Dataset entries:
┄┄┄┄┄┄┄┄┄┄┄┄┄┄┄┄┄┄┄┄

use phf::phf_set;

/// Local parts that name a function or a team rather than a person.
static ROLE_LOCAL_PARTS: phf::Set<&'static str> = phf_set! {
    "abuse", "accounting", "accounts", "admin", "administrator", "all",
    "billing", "careers", "contact", "customercare", "customerservice",
    "dev", "devnull", "dns", "enquiries", "feedback", "finance", "ftp",
    "hello", "help", "helpdesk", "hostmaster", "hr", "info", "inquiries",
    "it", "jobs", "legal", "list", "mail", "mailer-daemon", "marketing",
    "media", "news", "newsletter", "no-reply", "noc", "noreply",
    "do-not-reply", "donotreply", "office", "orders", "postmaster",
    "press", "privacy", "recruitment", "root", "sales", "security",
    "service", "spam", "staff", "subscribe", "support", "sysadmin",
    "team", "tech", "unsubscribe", "webmaster", "www",
};

/// Whether `local_part` is a role account (`admin`, `support+tickets`, ...).
/// Matching ignores case and any `+tag` suffix.
pub fn is_role_account(local_part: &str) -> bool {
    let base = local_part.split('+').next().unwrap_or_default();
    if base.is_empty() {
        return false;
    }
    ROLE_LOCAL_PARTS.contains(base.to_ascii_lowercase().as_str())
}
use std::fmt;

use super::machine::SmtpState;
use crate::verifier::Reachable;

/// What a single probe session learned about the mailbox.
#[cfg_attr(feature = "with-serde", derive(serde::Serialize, serde::Deserialize))]
#[derive(Debug, Clone, Copy, Default, PartialEq, Eq)]
pub struct SmtpDetails {
    pub host_exists: bool,
    pub full_inbox: bool,
    pub catch_all: bool,
    pub deliverable: bool,
    pub disabled: bool,
}

/// Verdict of the target `RCPT TO`.
#[cfg_attr(feature = "with-serde", derive(serde::Serialize, serde::Deserialize))]
#[derive(Debug, Clone, Copy, PartialEq, Eq)]
pub enum ProbeOutcome {
    Accepted,
    Rejected,
    TemporaryFailure,
    /// No verdict: unreachable host, refused session, timeout, policy block.
    Unavailable,
}

impl fmt::Display for ProbeOutcome {
    fn fmt(&self, f: &mut fmt::Formatter<'_>) -> fmt::Result {
        match self {
            Self::Accepted => f.write_str("accepted"),
            Self::Rejected => f.write_str("rejected"),
            Self::TemporaryFailure => f.write_str("temporary failure"),
            Self::Unavailable => f.write_str("unavailable"),
        }
    }
}

/// Final report produced by [`SmtpProber::probe`](super::SmtpProber::probe).
#[cfg_attr(feature = "with-serde", derive(serde::Serialize, serde::Deserialize))]
#[derive(Debug, Clone, PartialEq, Eq)]
pub struct ProbeReport {
    pub host: String,
    pub state: SmtpState,
    pub details: SmtpDetails,
    pub outcome: ProbeOutcome,
    pub reason: Option<String>,
    pub transcript: Vec<String>,
}

impl ProbeReport {
    pub(crate) fn unreachable(host: &str, reason: impl Into<String>) -> Self {
        Self {
            host: host.to_string(),
            state: SmtpState::Failed,
            details: SmtpDetails::default(),
            outcome: ProbeOutcome::Unavailable,
            reason: Some(reason.into()),
            transcript: Vec::new(),
        }
    }

    /// `Yes` only for an accepted mailbox on a domain that rejects random
    /// recipients.
    pub fn reachable(&self) -> Reachable {
        if !self.details.host_exists || self.details.catch_all {
            return Reachable::Unknown;
        }
        match self.outcome {
            ProbeOutcome::Accepted if self.details.deliverable => Reachable::Yes,
            ProbeOutcome::Rejected => Reachable::No,
            _ => Reachable::Unknown,
        }
    }
}
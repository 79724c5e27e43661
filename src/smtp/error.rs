use thiserror::Error;

use super::machine::SmtpState;

#[derive(Debug, Error)]
pub enum SmtpProbeError {
    #[error("connection to {host} failed: {source}")]
    Connect {
        host: String,
        #[source]
        source: std::io::Error,
    },
    #[error("SOCKS5 proxy {proxy} failed: {source}")]
    Proxy {
        proxy: String,
        #[source]
        source: fast_socks5::SocksError,
    },
    #[error("I/O error: {source}")]
    Io {
        #[source]
        source: std::io::Error,
    },
    #[error("timed out while in state {state:?}")]
    Timeout { state: SmtpState },
    #[error("protocol error: {0}")]
    Protocol(String),
}

impl SmtpProbeError {
    pub(crate) fn io(source: std::io::Error) -> Self {
        Self::Io { source }
    }

    pub(crate) fn protocol(message: impl Into<String>) -> Self {
        Self::Protocol(message.into())
    }
}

┄┄┄┄┄┄┄┄┄┄┄┄┄┄┄┄┄┄┄┄

WORK TO BE COMPLETED:
Gather from the records above every line containing the string "Copy".

ANSWER SPACE:
#[derive(Debug, Clone, Copy, Default, PartialEq, Eq)]
#[derive(Debug, Clone, Copy, PartialEq, Eq)]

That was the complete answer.